Stored items from a collection
........

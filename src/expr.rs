//! Vector expressions built from convolutions.
//!
//! An [`Expr`] is a small tree of vector leaves, convolution terms and
//! `+`/`-` nodes. [`DeviceVector::assign`] flattens it into signed terms and
//! evaluates it with the blend parameters of the convolution kernels:
//!
//! | Expression | Evaluation |
//! |------------|------------|
//! | `S * x` | `convolve(x, y, 0, 1)` |
//! | `-(S * x)` term first | `convolve(x, y, 0, -1)` |
//! | `z + S * x` | copy `z` into `y`, then `convolve(x, y, 1, 1)` |
//! | `z - S * x` | copy `z` into `y`, then `convolve(x, y, 1, -1)` |
//!
//! At most one plain vector term is supported, and it must not be negated.
//!
//! # Example
//!
//! ```rust,no_run
//! use std::sync::Arc;
//!
//! use haloconv::config::PlatformOptions;
//! use haloconv::device::Platform;
//! use haloconv::{CompilationService, DeviceVector, Stencil};
//!
//! # fn main() -> Result<(), Box<dyn std::error::Error>> {
//! let platform = Platform::init(PlatformOptions::uniform(1))?;
//! let service = Arc::new(CompilationService::new());
//! let diff = Stencil::from_weights(service, platform.queues(), &[-1.0f32, 1.0], 0)?;
//!
//! let x = DeviceVector::from_slice(platform.queues(), &[1.0, 2.0, 4.0])?;
//! let z = DeviceVector::from_slice(platform.queues(), &[10.0, 10.0, 10.0])?;
//! let y = x.like()?;
//!
//! y.assign(&z - &diff * &x)?;
//! assert_eq!(y.to_vec()?, vec![9.0, 8.0, 10.0]);
//! # Ok(())
//! # }
//! ```

use std::fmt;
use std::ops::{Add, Mul, Sub};

use crate::error::{StencilError, StencilResult};
use crate::gstencil::GeneralizedStencil;
use crate::scalar::{Real, Scalar};
use crate::stencil::{Convolve, Stencil};
use crate::transform::Transform;
use crate::vector::DeviceVector;

/// Binary expression operator.
#[derive(Debug, Clone, Copy, PartialEq, Eq)]
pub enum BinaryOp {
    /// `lhs + rhs`
    Add,
    /// `lhs - rhs`
    Sub,
}

/// Expression tree over distributed vectors.
pub enum Expr<'a, T: Scalar> {
    /// A vector.
    Leaf(&'a DeviceVector<T>),
    /// A filter applied to a vector.
    Convolution {
        /// The filter.
        filter: Box<dyn Convolve<T> + 'a>,
        /// The filter input.
        input: &'a DeviceVector<T>,
    },
    /// Sum or difference of two expressions.
    Binary {
        /// Operator.
        op: BinaryOp,
        /// Left operand.
        lhs: Box<Expr<'a, T>>,
        /// Right operand.
        rhs: Box<Expr<'a, T>>,
    },
}

impl<'a, T: Scalar> Expr<'a, T> {
    /// Convolution term `filter * input`.
    pub fn convolution<C: Convolve<T> + 'a>(filter: C, input: &'a DeviceVector<T>) -> Self {
        Expr::Convolution {
            filter: Box::new(filter),
            input,
        }
    }

    fn binary(op: BinaryOp, lhs: Self, rhs: Self) -> Self {
        Expr::Binary {
            op,
            lhs: Box::new(lhs),
            rhs: Box::new(rhs),
        }
    }

    /// Flattens the tree into `(positive, term)` pairs in evaluation order.
    fn flatten(self, positive: bool, out: &mut Vec<(bool, Term<'a, T>)>) {
        match self {
            Expr::Leaf(v) => out.push((positive, Term::Vector(v))),
            Expr::Convolution { filter, input } => out.push((positive, Term::Convolution(filter, input))),
            Expr::Binary { op, lhs, rhs } => {
                lhs.flatten(positive, out);
                rhs.flatten(positive == (op == BinaryOp::Add), out);
            }
        }
    }
}

enum Term<'a, T: Scalar> {
    Vector(&'a DeviceVector<T>),
    Convolution(Box<dyn Convolve<T> + 'a>, &'a DeviceVector<T>),
}

impl<T: Scalar> fmt::Debug for Expr<'_, T> {
    fn fmt(&self, f: &mut fmt::Formatter<'_>) -> fmt::Result {
        match self {
            Expr::Leaf(v) => write!(f, "{:?}", v),
            Expr::Convolution { input, .. } => write!(f, "Convolution({:?})", input),
            Expr::Binary { op, lhs, rhs } => f
                .debug_struct("Binary")
                .field("op", op)
                .field("lhs", lhs)
                .field("rhs", rhs)
                .finish(),
        }
    }
}

impl<'a, T: Scalar> From<&'a DeviceVector<T>> for Expr<'a, T> {
    fn from(v: &'a DeviceVector<T>) -> Self {
        Expr::Leaf(v)
    }
}

impl<'a, T: Scalar> Mul<&'a DeviceVector<T>> for &'a Stencil<T> {
    type Output = Expr<'a, T>;

    fn mul(self, x: &'a DeviceVector<T>) -> Expr<'a, T> {
        Expr::convolution(self, x)
    }
}

impl<T: Real> GeneralizedStencil<T> {
    /// Term applying the filter with `transform` to `x`.
    pub fn apply<'a>(&'a self, transform: Transform, x: &'a DeviceVector<T>) -> Expr<'a, T> {
        Expr::convolution(self.with_transform(transform), x)
    }
}

macro_rules! impl_binary_ops {
    ($trait:ident, $method:ident, $op:expr) => {
        impl<'a, T: Scalar> $trait for Expr<'a, T> {
            type Output = Expr<'a, T>;

            fn $method(self, rhs: Self) -> Expr<'a, T> {
                Expr::binary($op, self, rhs)
            }
        }

        impl<'a, T: Scalar> $trait<&'a DeviceVector<T>> for Expr<'a, T> {
            type Output = Expr<'a, T>;

            fn $method(self, rhs: &'a DeviceVector<T>) -> Expr<'a, T> {
                Expr::binary($op, self, Expr::Leaf(rhs))
            }
        }

        impl<'a, T: Scalar> $trait<Expr<'a, T>> for &'a DeviceVector<T> {
            type Output = Expr<'a, T>;

            fn $method(self, rhs: Expr<'a, T>) -> Expr<'a, T> {
                Expr::binary($op, Expr::Leaf(self), rhs)
            }
        }
    };
}

impl_binary_ops!(Add, add, BinaryOp::Add);
impl_binary_ops!(Sub, sub, BinaryOp::Sub);

impl<T: Scalar> DeviceVector<T> {
    /// Evaluates `expr` into `self`.
    ///
    /// # Errors
    ///
    /// - [`StencilError::UnsupportedExpression`] for more than one vector
    ///   term or a negated vector term.
    /// - Any error of the convolutions involved.
    pub fn assign<'a>(&self, expr: Expr<'a, T>) -> StencilResult<()> {
        let mut terms = Vec::new();
        expr.flatten(true, &mut terms);

        let mut vectors = terms.iter().filter(|(_, t)| matches!(t, Term::Vector(_)));
        let base = vectors.next();
        if vectors.next().is_some() {
            return Err(StencilError::unsupported(
                "at most one vector term can be combined with convolutions",
            ));
        }

        if let Some((false, Term::Vector(_))) = base {
            return Err(StencilError::unsupported("negated vector term"));
        }

        // Nothing may be written into `self` before every input is known to fit.
        for (_, term) in &terms {
            match term {
                Term::Vector(v) => self.check_layout(*v)?,
                Term::Convolution(_, input) => {
                    self.check_layout(*input)?;
                    if self.shares_buffers(*input) {
                        return Err(StencilError::device(
                            "Mem copy overlap: input and output vectors share memory",
                        ));
                    }
                }
            }
        }

        let mut accumulate = false;
        if let Some((_, Term::Vector(v))) = base {
            if !self.shares_buffers(*v) {
                self.copy_from(*v)?;
            }
            accumulate = true;
        }

        for (positive, term) in &terms {
            if let Term::Convolution(filter, input) = term {
                let alpha = if accumulate { T::one() } else { T::zero() };
                let beta = if *positive { T::one() } else { -T::one() };
                filter.convolve(*input, self, alpha, beta)?;
                accumulate = true;
            }
        }
        Ok(())
    }
}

........

> **YOUR TASK**: Go through the records above. Copy each line in which the string "beta" appears.

> **TASK OUTPUT**:
                let beta = if *positive { T::one() } else { -T::one() };
                filter.convolve(*input, self, alpha, beta)?;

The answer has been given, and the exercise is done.